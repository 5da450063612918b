/// Premium entitlement store
///
/// Owns the premium flag and expiry on user rows. Nothing else in the
/// system writes those fields: referral trials, referral rewards, and
/// payment approvals all funnel through the one stacking rule here.
///
/// # Stacking
///
/// An extension always adds days to the later of "now" and the current
/// expiry. A renewal before expiry keeps the unused remainder; a renewal
/// after expiry starts fresh from now instead of swallowing the gap:
///
/// ```text
/// until = max(current_until, now) + days
/// ```
///
/// Every extension also clears the expiry-reminder flag, so a fresh
/// reminder can fire near the new boundary.
///
/// # Example
///
/// ```no_run
/// use std::sync::Arc;
/// use studyhall_core::clock::SystemClock;
/// use studyhall_core::entitlement::EntitlementStore;
/// use studyhall_core::storage::MemoryStorage;
///
/// # async fn example() -> Result<(), studyhall_core::error::CoreError> {
/// let storage = Arc::new(MemoryStorage::new());
/// let clock = Arc::new(SystemClock::new("+05:00".parse().unwrap()));
/// let entitlements = EntitlementStore::new(storage, clock);
///
/// entitlements.grant_or_extend(42, 30).await?;
/// assert!(entitlements.is_currently_entitled(42).await?);
/// # Ok(())
/// # }
/// ```
use std::sync::Arc;

use chrono::{DateTime, Duration, Utc};

use crate::clock::Clock;
use crate::error::{CoreError, CoreResult};
use crate::models::user::{User, UserId};
use crate::storage::{Storage, StorageError};

/// Applies the stacking rule to a user row.
///
/// Pure so it can run inside any atomic storage update: a direct grant, a
/// referral reward, or a payment approval sharing its transaction with the
/// status transition.
pub fn extend_premium(user: &mut User, days: i64, now: DateTime<Utc>) {
    let base = match user.premium_until {
        Some(until) if until > now => until,
        _ => now,
    };
    user.premium = true;
    user.premium_until = Some(base + Duration::days(days));
    user.premium_reminded = false;
}

/// Premium entitlement component
#[derive(Clone)]
pub struct EntitlementStore {
    storage: Arc<dyn Storage>,
    clock: Arc<dyn Clock>,
}

impl EntitlementStore {
    /// Creates the store over the given storage and clock
    pub fn new(storage: Arc<dyn Storage>, clock: Arc<dyn Clock>) -> Self {
        EntitlementStore { storage, clock }
    }

    /// Whether the user holds effective premium right now
    ///
    /// The derived check `flag && until > now` is the single source of
    /// truth for feature gating; nothing synchronously clears the flag at
    /// the exact expiry instant. An unknown user is simply not entitled.
    pub async fn is_currently_entitled(&self, user_id: UserId) -> Result<bool, StorageError> {
        let now = self.clock.now();
        Ok(self
            .storage
            .fetch_user(user_id)
            .await?
            .is_some_and(|user| user.is_entitled_at(now)))
    }

    /// Grants premium or extends it by `days`, stacking on unused time
    ///
    /// Runs as one atomic read-modify-write on the user row, so two grants
    /// racing (payment approval and referral reward at the same instant)
    /// are both reflected.
    ///
    /// # Errors
    ///
    /// Returns [`CoreError::UserNotFound`] for an unknown user.
    pub async fn grant_or_extend(&self, user_id: UserId, days: i64) -> CoreResult<User> {
        let now = self.clock.now();
        let apply = move |user: &mut User| extend_premium(user, days, now);

        let user = self
            .storage
            .update_user(user_id, &apply)
            .await?
            .ok_or(CoreError::UserNotFound(user_id))?;

        tracing::info!(
            user_id,
            days,
            premium_until = ?user.premium_until,
            "Premium granted or extended"
        );
        Ok(user)
    }

    /// Revokes premium immediately; admin-only, idempotent
    pub async fn revoke(&self, user_id: UserId) -> CoreResult<User> {
        let now = self.clock.now();
        let apply = move |user: &mut User| {
            user.premium = false;
            user.premium_until = Some(now);
        };

        let user = self
            .storage
            .update_user(user_id, &apply)
            .await?
            .ok_or(CoreError::UserNotFound(user_id))?;

        tracing::info!(user_id, "Premium revoked");
        Ok(user)
    }
}
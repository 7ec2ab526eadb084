//! Peer connection factory
//!
//! Turns an SDP offer into an answer and a [`Session`]. The factory owns the
//! webrtc-rs API object, wires transport state changes onto the session
//! lifecycle and routes inbound tracks according to the relay mode.

use std::sync::atomic::{AtomicU64, Ordering};
use std::sync::{Arc, Weak};
use std::time::Duration;

use tokio::task::JoinHandle;
use webrtc::api::interceptor_registry::register_default_interceptors;
use webrtc::api::media_engine::{MediaEngine, MIME_TYPE_OPUS, MIME_TYPE_VP8};
use webrtc::api::{APIBuilder, API};
use webrtc::ice_transport::ice_server::RTCIceServer;
use webrtc::interceptor::registry::Registry;
use webrtc::peer_connection::configuration::RTCConfiguration;
use webrtc::peer_connection::peer_connection_state::RTCPeerConnectionState;
use webrtc::peer_connection::sdp::sdp_type::RTCSdpType;
use webrtc::peer_connection::sdp::session_description::RTCSessionDescription;
use webrtc::peer_connection::RTCPeerConnection;
use webrtc::rtp_transceiver::rtp_codec::{
    RTCRtpCodecCapability, RTCRtpCodecParameters, RTPCodecType,
};
use webrtc::rtp_transceiver::rtp_receiver::RTCRtpReceiver;
use webrtc::rtp_transceiver::rtp_sender::RTCRtpSender;
use webrtc::rtp_transceiver::RTCRtpTransceiver;
use webrtc::track::track_local::track_local_static_rtp::TrackLocalStaticRTP;
use webrtc::track::track_local::track_local_static_sample::TrackLocalStaticSample;
use webrtc::track::track_local::TrackLocal;
use webrtc::track::track_remote::TrackRemote;

use super::sdp::validate_offer;
use super::track::{PeerFeedback, RemoteTrack, TrackFlavor, WebRtcTrack};
use crate::error::NegotiationError;
use crate::media::StreamKind;
use crate::relay::{
    forward_to_fanout, forward_to_session, FanOut, FeedbackSink, MirrorAdapter, MirrorConfig,
    RtpSource,
};
use crate::server::RelayMode;
use crate::session::{Session, SessionId, SessionState};

/// Media stream id shared by both outbound tracks
const STREAM_ID: &str = "webrtc-relay";

/// Payload types used when the playback codecs are registered explicitly
const VP8_PAYLOAD_TYPE: u8 = 96;
const OPUS_PAYLOAD_TYPE: u8 = 111;

/// Settings applied to every peer connection
#[derive(Debug, Clone)]
pub struct PeerSettings {
    pub mode: RelayMode,
    pub ice_servers: Vec<String>,
    pub write_timeout: Option<Duration>,
    pub mirror: MirrorConfig,
}

/// Result of a successful negotiation
pub struct Negotiated {
    /// Local description to return to the caller
    pub answer: RTCSessionDescription,
    /// Session for the new peer, not yet registered
    pub session: Arc<Session>,
}

/// Builds peer connections and their sessions
pub struct PeerFactory {
    api: API,
    settings: PeerSettings,
    fanout: Arc<FanOut>,
    next_session_id: AtomicU64,
}

impl PeerFactory {
    pub fn new(settings: PeerSettings, fanout: Arc<FanOut>) -> Result<Self, NegotiationError> {
        let api = build_api(settings.mode)?;

        Ok(Self {
            api,
            settings,
            fanout,
            next_session_id: AtomicU64::new(1),
        })
    }

    pub fn mode(&self) -> RelayMode {
        self.settings.mode
    }

    fn rtc_configuration(&self) -> RTCConfiguration {
        RTCConfiguration {
            ice_servers: vec![RTCIceServer {
                urls: self.settings.ice_servers.clone(),
                ..Default::default()
            }],
            ..Default::default()
        }
    }

    /// Negotiate a session from an offer
    ///
    /// The offer is validated before any peer connection exists. If a later
    /// step fails the peer connection is closed and no session escapes.
    pub async fn connect(
        &self,
        offer: RTCSessionDescription,
    ) -> Result<Negotiated, NegotiationError> {
        if offer.sdp_type != RTCSdpType::Offer {
            return Err(NegotiationError::MalformedOffer(format!(
                "expected an offer, got {}",
                offer.sdp_type
            )));
        }
        let summary = validate_offer(&offer.sdp)?;

        let session_id = SessionId(self.next_session_id.fetch_add(1, Ordering::Relaxed));
        tracing::debug!(
            session_id = %session_id,
            mode = %self.settings.mode,
            audio_sections = summary.audio_sections,
            video_sections = summary.video_sections,
            "Negotiating session"
        );

        let peer_connection = Arc::new(
            self.api
                .new_peer_connection(self.rtc_configuration())
                .await?,
        );

        match self.negotiate(session_id, &peer_connection, offer).await {
            Ok(negotiated) => Ok(negotiated),
            Err(e) => {
                if let Err(close_err) = peer_connection.close().await {
                    tracing::debug!(
                        session_id = %session_id,
                        error = %close_err,
                        "Failed to close peer connection"
                    );
                }
                Err(e)
            }
        }
    }

    async fn negotiate(
        &self,
        session_id: SessionId,
        peer_connection: &Arc<RTCPeerConnection>,
        offer: RTCSessionDescription,
    ) -> Result<Negotiated, NegotiationError> {
        let (video, video_sender) = self.add_outbound(peer_connection, StreamKind::Video).await?;
        let (audio, audio_sender) = self.add_outbound(peer_connection, StreamKind::Audio).await?;

        let session = Arc::new(
            Session::new(session_id, Arc::new(video), Arc::new(audio))
                .with_write_timeout(self.settings.write_timeout),
        );
        session.spawn_task(spawn_rtcp_drain(video_sender));
        session.spawn_task(spawn_rtcp_drain(audio_sender));

        self.watch_connection_state(peer_connection, &session);
        self.route_inbound(peer_connection, &session);

        peer_connection.set_remote_description(offer).await?;
        let answer = peer_connection.create_answer(None).await?;

        // Answer is returned with every candidate included
        let mut gather_complete = peer_connection.gathering_complete_promise().await;
        peer_connection.set_local_description(answer).await?;
        let _ = gather_complete.recv().await;

        let answer = peer_connection
            .local_description()
            .await
            .ok_or_else(|| NegotiationError::WebRtc("no local description after answer".into()))?;

        spawn_closer(Arc::clone(peer_connection), &session);

        tracing::info!(session_id = %session_id, "Session negotiated");
        Ok(Negotiated { answer, session })
    }

    async fn add_outbound(
        &self,
        peer_connection: &Arc<RTCPeerConnection>,
        kind: StreamKind,
    ) -> Result<(WebRtcTrack, Arc<RTCRtpSender>), NegotiationError> {
        let capability = RTCRtpCodecCapability {
            mime_type: match kind {
                StreamKind::Video => MIME_TYPE_VP8,
                StreamKind::Audio => MIME_TYPE_OPUS,
            }
            .to_owned(),
            ..Default::default()
        };
        let track_id = kind.as_str().to_owned();

        let (flavor, local): (TrackFlavor, Arc<dyn TrackLocal + Send + Sync>) =
            match self.settings.mode {
                RelayMode::Playback => {
                    let track = Arc::new(TrackLocalStaticSample::new(
                        capability,
                        track_id,
                        STREAM_ID.to_owned(),
                    ));
                    (TrackFlavor::Sample(Arc::clone(&track)), track)
                }
                RelayMode::Broadcast | RelayMode::Mirror => {
                    let track = Arc::new(TrackLocalStaticRTP::new(
                        capability,
                        track_id,
                        STREAM_ID.to_owned(),
                    ));
                    (TrackFlavor::Rtp(Arc::clone(&track)), track)
                }
            };

        let sender = peer_connection.add_track(local).await?;
        let ssrc = sender
            .get_parameters()
            .await
            .encodings
            .first()
            .map(|encoding| encoding.ssrc)
            .unwrap_or_default();

        Ok((WebRtcTrack::new(flavor, ssrc), sender))
    }

    fn watch_connection_state(
        &self,
        peer_connection: &Arc<RTCPeerConnection>,
        session: &Arc<Session>,
    ) {
        let session: Weak<Session> = Arc::downgrade(session);

        peer_connection.on_peer_connection_state_change(Box::new(
            move |state: RTCPeerConnectionState| {
                if let Some(session) = session.upgrade() {
                    tracing::info!(
                        session_id = %session.id(),
                        state = %state,
                        "Peer connection state changed"
                    );
                    if let Some(next) = map_connection_state(state) {
                        session.transition(next);
                    }
                }
                Box::pin(async {})
            },
        ));
    }

    fn route_inbound(&self, peer_connection: &Arc<RTCPeerConnection>, session: &Arc<Session>) {
        let session: Weak<Session> = Arc::downgrade(session);
        let connection: Weak<RTCPeerConnection> = Arc::downgrade(peer_connection);
        let mode = self.settings.mode;
        let fanout = Arc::clone(&self.fanout);
        let mirror = self.settings.mirror.clone();

        peer_connection.on_track(Box::new(
            move |track: Arc<TrackRemote>,
                  _receiver: Arc<RTCRtpReceiver>,
                  _transceiver: Arc<RTCRtpTransceiver>| {
                if let (Some(session), Some(connection)) = (session.upgrade(), connection.upgrade()) {
                    let router = InboundRouter {
                        mode,
                        session,
                        feedback: PeerFeedback::new(&connection),
                        fanout: Arc::clone(&fanout),
                        mirror: mirror.clone(),
                    };
                    router.route(track);
                }
                Box::pin(async {})
            },
        ));
    }
}

/// Everything needed to start the copy task for one inbound track
struct InboundRouter {
    mode: RelayMode,
    session: Arc<Session>,
    feedback: PeerFeedback,
    fanout: Arc<FanOut>,
    mirror: MirrorConfig,
}

impl InboundRouter {
    fn route(self, track: Arc<TrackRemote>) {
        let kind = match track.kind() {
            RTPCodecType::Audio => StreamKind::Audio,
            RTPCodecType::Video => StreamKind::Video,
            _ => return,
        };
        let session_id = self.session.id();
        let source = Arc::new(RemoteTrack::new(track));

        tracing::info!(
            session_id = %session_id,
            kind = %kind,
            ssrc = source.ssrc(),
            mode = %self.mode,
            "Inbound track started"
        );

        let session = Arc::clone(&self.session);
        let task = match self.mode {
            RelayMode::Playback => {
                tracing::debug!(session_id = %session_id, kind = %kind, "Ignoring inbound media in playback mode");
                return;
            }
            RelayMode::Broadcast => {
                let feedback = self.feedback;
                let fanout = self.fanout;
                tokio::spawn(async move {
                    if kind == StreamKind::Video {
                        if let Err(e) = feedback.picture_loss(source.ssrc()).await {
                            tracing::warn!(session_id = %session_id, error = %e, "Failed to request key frame");
                        }
                    }
                    let forwarded = forward_to_fanout(source, kind, fanout).await;
                    tracing::debug!(session_id = %session_id, kind = %kind, forwarded = forwarded, "Broadcast copy ended");
                })
            }
            RelayMode::Mirror => match kind {
                StreamKind::Audio => {
                    let session = Arc::clone(&self.session);
                    tokio::spawn(async move {
                        log_copy_end(session_id, kind, forward_to_session(source, session, kind).await);
                    })
                }
                StreamKind::Video => {
                    let adapter = MirrorAdapter::new(Arc::clone(&self.session), self.mirror);
                    let feedback = self.feedback;
                    tokio::spawn(async move {
                        let result = adapter.run_video(source.as_ref(), &feedback).await;
                        log_copy_end(session_id, kind, result);
                    })
                }
            },
        };

        session.spawn_task(task);
    }
}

..............................

Work instruction ::
Within the entries, count the lines containing the string "RTCPeerConnectionState" and state nothing but the result.

Result for this exercise ::
2